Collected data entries
"""

impl PostgresStore {
    /// Connect to Postgres and apply the embedded migrations.
    ///
    /// # Errors
    /// - Invalid URL, connection, pool setup, or migration failures.
    pub async fn connect(pg: &PostgresConfig) -> StoreResult<Self> {
        let store = Self::connect_without_migrations(pg).await?;
        // Fail startup rather than serve against a partial schema.
        sqlx::migrate!("./migrations").run(&store.pool).await?;
        Ok(store)
    }

    /// Connect without running migrations, for callers that manage the schema.
    pub async fn connect_without_migrations(pg: &PostgresConfig) -> StoreResult<Self> {
        let connect_options = PgConnectOptions::from_str(&pg.url)?;
        let pool = PgPoolOptions::new()
            .max_connections(pg.max_connections)
            .acquire_timeout(Duration::from_millis(pg.acquire_timeout_ms))
            .connect_with(connect_options)
            .await?;
        Ok(Self { pool })
    }

    /// Refresh the `rbac_admin_records` gauge. Runs after a committed write, so
    /// a failed count is logged and never reported as a failed write.
    async fn refresh_count(&self, collection: Collection) {
        let (name, query) = match collection {
            Collection::Permissions => ("permissions", "SELECT COUNT(*) FROM permissions"),
            Collection::Roles => ("roles", "SELECT COUNT(*) FROM roles"),
            Collection::Users => ("users", "SELECT COUNT(*) FROM users"),
        };
        match sqlx::query_scalar::<_, i64>(query)
            .fetch_one(&self.pool)
            .await
        {
            Ok(total) => {
                metrics::gauge!("rbac_admin_records", "collection" => name).set(total as f64);
            }
            Err(err) => {
                tracing::warn!(collection = name, error = %err, "record count refresh failed");
            }
        }
    }
}

#[async_trait]
impl RecordStore for PostgresStore {
    // -----------------------------
    // Permissions
    // -----------------------------

    async fn list_permissions(&self) -> StoreResult<Vec<Permission>> {
        let rows = sqlx::query_as::<_, DbPermission>(
            "SELECT id, name, description FROM permissions ORDER BY seq",
        )
        .fetch_all(&self.pool)
        .await?;
        Ok(rows.into_iter().map(permission_from_db).collect())
    }

    async fn find_permission_by_name(&self, name: &str) -> StoreResult<Option<Permission>> {
        let row = sqlx::query_as::<_, DbPermission>(
            "SELECT id, name, description FROM permissions WHERE name = $1 ORDER BY seq LIMIT 1",
        )
        .bind(name)
        .fetch_optional(&self.pool)
        .await?;
        Ok(row.map(permission_from_db))
    }

    async fn insert_permission(&self, permission: Permission) -> StoreResult<Permission> {
        let insert =
            sqlx::query("INSERT INTO permissions (id, name, description) VALUES ($1, $2, $3)")
                .bind(permission.id.0)
                .bind(&permission.name)
                .bind(&permission.description)
                .execute(&self.pool)
                .await;
        match insert {
            Ok(_) => {}
            Err(err) if is_unique_violation(&err) => {
                return Err(StoreError::Conflict("permission id exists".into()));
            }
            Err(err) => return Err(err.into()),
        }
        self.refresh_count(Collection::Permissions).await;
        Ok(permission)
    }

    async fn delete_permission(&self, id: PermissionId) -> StoreResult<()> {
        let removed = sqlx::query("DELETE FROM permissions WHERE id = $1")
            .bind(id.0)
            .execute(&self.pool)
            .await?;
        if removed.rows_affected() == 0 {
            return Err(StoreError::NotFound("permission".into()));
        }
        self.refresh_count(Collection::Permissions).await;
        Ok(())
    }

    // -----------------------------
    // Roles
    // -----------------------------

    async fn list_roles(&self) -> StoreResult<Vec<Role>> {
        let rows =
            sqlx::query_as::<_, DbRole>("SELECT id, name, permissions FROM roles ORDER BY seq")
                .fetch_all(&self.pool)
                .await?;
        Ok(rows.into_iter().map(role_from_db).collect())
    }

    async fn find_role_by_name(&self, name: &str) -> StoreResult<Option<Role>> {
        let row = sqlx::query_as::<_, DbRole>(
            "SELECT id, name, permissions FROM roles WHERE name = $1 ORDER BY seq LIMIT 1",
        )
        .bind(name)
        .fetch_optional(&self.pool)
        .await?;
        Ok(row.map(role_from_db))
    }

    async fn get_role(&self, id: RoleId) -> StoreResult<Role> {
        let row =
            sqlx::query_as::<_, DbRole>("SELECT id, name, permissions FROM roles WHERE id = $1")
                .bind(id.0)
                .fetch_optional(&self.pool)
                .await?;
        row.map(role_from_db)
            .ok_or_else(|| StoreError::NotFound("role".into()))
    }

    async fn insert_role(&self, role: Role) -> StoreResult<Role> {
        let insert = sqlx::query("INSERT INTO roles (id, name, permissions) VALUES ($1, $2, $3)")
            .bind(role.id.0)
            .bind(&role.name)
            .bind(permission_uuids(&role.permissions))
            .execute(&self.pool)
            .await;
        match insert {
            Ok(_) => {}
            Err(err) if is_unique_violation(&err) => {
                return Err(StoreError::Conflict("role id exists".into()));
            }
            Err(err) => return Err(err.into()),
        }
        self.refresh_count(Collection::Roles).await;
        Ok(role)
    }

    async fn update_role(&self, role: Role) -> StoreResult<Role> {
        let updated = sqlx::query(
            "UPDATE roles SET name = $1, permissions = $2, updated_at = now() WHERE id = $3",
        )
        .bind(&role.name)
        .bind(permission_uuids(&role.permissions))
        .bind(role.id.0)
        .execute(&self.pool)
        .await?;
        if updated.rows_affected() == 0 {
            return Err(StoreError::NotFound("role".into()));
        }
        Ok(role)
    }

    async fn delete_role(&self, id: RoleId) -> StoreResult<()> {
        let removed = sqlx::query("DELETE FROM roles WHERE id = $1")
            .bind(id.0)
            .execute(&self.pool)
            .await?;
        if removed.rows_affected() == 0 {
            return Err(StoreError::NotFound("role".into()));
        }
        self.refresh_count(Collection::Roles).await;
        Ok(())
    }

    // -----------------------------
    // Users
    // -----------------------------

    async fn list_users(&self) -> StoreResult<Vec<User>> {
        let rows = sqlx::query_as::<_, DbUser>(
            "SELECT id, name, email, roles, status FROM users ORDER BY seq",
        )
        .fetch_all(&self.pool)
        .await?;
        rows.into_iter().map(user_from_db).collect()
    }

    async fn find_user_by_email(&self, email: &str) -> StoreResult<Option<User>> {
        let row = sqlx::query_as::<_, DbUser>(
            "SELECT id, name, email, roles, status FROM users WHERE email = $1 ORDER BY seq LIMIT 1",
        )
        .bind(email)
        .fetch_optional(&self.pool)
        .await?;
        row.map(user_from_db).transpose()
    }

    async fn get_user(&self, id: UserId) -> StoreResult<User> {
        let row = sqlx::query_as::<_, DbUser>(
            "SELECT id, name, email, roles, status FROM users WHERE id = $1",
        )
        .bind(id.0)
        .fetch_optional(&self.pool)
        .await?;
        match row {
            Some(row) => user_from_db(row),
            None => Err(StoreError::NotFound("user".into())),
        }
    }

    async fn insert_user(&self, user: User) -> StoreResult<User> {
        let insert = sqlx::query(
            "INSERT INTO users (id, name, email, roles, status) VALUES ($1, $2, $3, $4, $5)",
        )
        .bind(user.id.0)
        .bind(&user.name)
        .bind(&user.email)
        .bind(role_uuids(&user.roles))
        .bind(user.status.as_str())
        .execute(&self.pool)
        .await;
        match insert {
            Ok(_) => {}
            Err(err) if is_unique_violation(&err) => {
                return Err(StoreError::Conflict("user id exists".into()));
            }
            Err(err) => return Err(err.into()),
        }
        self.refresh_count(Collection::Users).await;
        Ok(user)
    }

    async fn update_user(&self, user: User) -> StoreResult<User> {
        let updated = sqlx::query(
            "UPDATE users SET name = $1, email = $2, roles = $3, status = $4, updated_at = now() WHERE id = $5",
        )
        .bind(&user.name)
        .bind(&user.email)
        .bind(role_uuids(&user.roles))
        .bind(user.status.as_str())
        .bind(user.id.0)
        .execute(&self.pool)
        .await?;
        if updated.rows_affected() == 0 {
            return Err(StoreError::NotFound("user".into()));
        }
        Ok(user)
    }

    async fn delete_user(&self, id: UserId) -> StoreResult<()> {
        let removed = sqlx::query("DELETE FROM users WHERE id = $1")
            .bind(id.0)
            .execute(&self.pool)
            .await?;
        if removed.rows_affected() == 0 {
            return Err(StoreError::NotFound("user".into()));
        }
        self.refresh_count(Collection::Users).await;
        Ok(())
    }

    async fn is_referenced(&self, field: ReferenceField, id: Uuid) -> StoreResult<bool> {
        let query = match field {
            ReferenceField::RolePermissions => {
                "SELECT EXISTS(SELECT 1 FROM roles WHERE permissions @> ARRAY[$1]::uuid[])"
            }
            ReferenceField::UserRoles => {
                "SELECT EXISTS(SELECT 1 FROM users WHERE roles @> ARRAY[$1]::uuid[])"
            }
        };
        let exists: bool = sqlx::query_scalar(query)
            .bind(id)
            .fetch_one(&self.pool)
            .await?;
        Ok(exists)
    }

    async fn health_check(&self) -> StoreResult<()> {
        sqlx::query("SELECT 1").execute(&self.pool).await?;
        Ok(())
    }

    fn is_durable(&self) -> bool {
        true
    }

    fn backend_name(&self) -> &'static str {
        "postgres"
    }

    async fn close(&self) {
        self.pool.close().await;
    }
}
use anyhow::{Context, Result, bail};
use serde::Deserialize;
use std::fs;
use std::net::SocketAddr;
use std::str::FromStr;

pub const DEFAULT_BIND: &str = "0.0.0.0:4000";
pub const DEFAULT_METRICS_BIND: &str = "0.0.0.0:9090";
pub const DEFAULT_PG_MAX_CONNECTIONS: u32 = 10;
pub const DEFAULT_PG_ACQUIRE_TIMEOUT_MS: u64 = 5_000;

// Admin service configuration sourced from environment variables, optionally
// overridden by a YAML file.
#[derive(Debug, Clone)]
pub struct AdminConfig {
    pub bind_addr: SocketAddr,
    pub metrics_bind: SocketAddr,
    pub storage: StorageBackend,
    pub postgres: Option<PostgresConfig>,
}

#[derive(Debug, Clone, Copy, PartialEq, Eq, Deserialize)]
#[serde(rename_all = "lowercase")]
pub enum StorageBackend {
    Memory,
    Postgres,
}

impl FromStr for StorageBackend {
    type Err = anyhow::Error;

    fn from_str(value: &str) -> Result<Self> {
        match value.trim().to_ascii_lowercase().as_str() {
            "memory" => Ok(StorageBackend::Memory),
            "postgres" | "postgresql" => Ok(StorageBackend::Postgres),
            other => bail!("unknown storage backend: {other}"),
        }
    }
}

#[derive(Debug, Clone)]
pub struct PostgresConfig {
    pub url: String,
    pub max_connections: u32,
    pub acquire_timeout_ms: u64,
}

#[derive(Debug, Default, Deserialize)]
struct AdminConfigOverride {
    bind_addr: Option<String>,
    metrics_bind: Option<String>,
    storage: Option<StorageBackend>,
    postgres: Option<PostgresConfigOverride>,
}

#[derive(Debug, Default, Deserialize)]
struct PostgresConfigOverride {
    url: Option<String>,
    max_connections: Option<u32>,
    acquire_timeout_ms: Option<u64>,
}

impl AdminConfig {
    pub fn from_env() -> Result<Self> {
        let bind_addr = std::env::var("RBAC_ADMIN_BIND")
            .unwrap_or_else(|_| DEFAULT_BIND.to_string())
            .parse()
            .with_context(|| "parse RBAC_ADMIN_BIND")?;
        let metrics_bind = std::env::var("RBAC_ADMIN_METRICS_BIND")
            .unwrap_or_else(|_| DEFAULT_METRICS_BIND.to_string())
            .parse()
            .with_context(|| "parse RBAC_ADMIN_METRICS_BIND")?;
        let storage = match std::env::var("RBAC_ADMIN_STORAGE") {
            Ok(value) => value.parse().with_context(|| "parse RBAC_ADMIN_STORAGE")?,
            Err(_) => StorageBackend::Memory,
        };
        let postgres = match std::env::var("RBAC_ADMIN_POSTGRES_URL") {
            Ok(url) => Some(PostgresConfig {
                url,
                max_connections: env_number(
                    "RBAC_ADMIN_POSTGRES_MAX_CONNECTIONS",
                    DEFAULT_PG_MAX_CONNECTIONS,
                )?,
                acquire_timeout_ms: env_number(
                    "RBAC_ADMIN_POSTGRES_ACQUIRE_TIMEOUT_MS",
                    DEFAULT_PG_ACQUIRE_TIMEOUT_MS,
                )?,
            }),
            Err(_) => None,
        };
        Ok(Self {
            bind_addr,
            metrics_bind,
            storage,
            postgres,
        })
    }

    pub fn from_env_or_yaml() -> Result<Self> {
        let mut config = Self::from_env()?;
        if let Ok(path) = std::env::var("RBAC_ADMIN_CONFIG") {
            let contents = fs::read_to_string(&path)
                .with_context(|| format!("read RBAC_ADMIN_CONFIG: {path}"))?;
            config.apply_yaml(&contents)?;
        }
        Ok(config)
    }

    /// Overlay the fields present in a YAML document onto this config.
    pub fn apply_yaml(&mut self, contents: &str) -> Result<()> {
        let override_cfg: AdminConfigOverride =
            serde_yaml::from_str(contents).with_context(|| "parse admin config yaml")?;
        if let Some(value) = override_cfg.bind_addr {
            self.bind_addr = value.parse().with_context(|| "parse bind_addr")?;
        }
        if let Some(value) = override_cfg.metrics_bind {
            self.metrics_bind = value.parse().with_context(|| "parse metrics_bind")?;
        }
        if let Some(value) = override_cfg.storage {
            self.storage = value;
        }
        if let Some(pg) = override_cfg.postgres {
            let current = self.postgres.take();
            let url = match (pg.url, current.as_ref()) {
                (Some(url), _) => url,
                (None, Some(existing)) => existing.url.clone(),
                (None, None) => bail!("postgres.url is required when overriding postgres"),
            };
            self.postgres = Some(PostgresConfig {
                url,
                max_connections: pg
                    .max_connections
                    .or(current.as_ref().map(|c| c.max_connections))
                    .unwrap_or(DEFAULT_PG_MAX_CONNECTIONS),
                acquire_timeout_ms: pg
                    .acquire_timeout_ms
                    .or(current.as_ref().map(|c| c.acquire_timeout_ms))
                    .unwrap_or(DEFAULT_PG_ACQUIRE_TIMEOUT_MS),
            });
        }
        Ok(())
    }
}

fn env_number<T>(key: &str, default: T) -> Result<T>
where
    T: FromStr,
    T::Err: std::error::Error + Send + Sync + 'static,
{
    match std::env::var(key) {
        Ok(value) => value.parse().with_context(|| format!("parse {key}")),
        Err(_) => Ok(default),
    }
}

"""

Task to carry out >> Start with the first line of the data and print every line exactly. The line containing "pub async fn connect(pg: &PostgresConfig)" is the last one to include.

Task response >>
impl PostgresStore {
    /// Connect to Postgres and apply the embedded migrations.
    ///
    /// # Errors
    /// - Invalid URL, connection, pool setup, or migration failures.
    pub async fn connect(pg: &PostgresConfig) -> StoreResult<Self> {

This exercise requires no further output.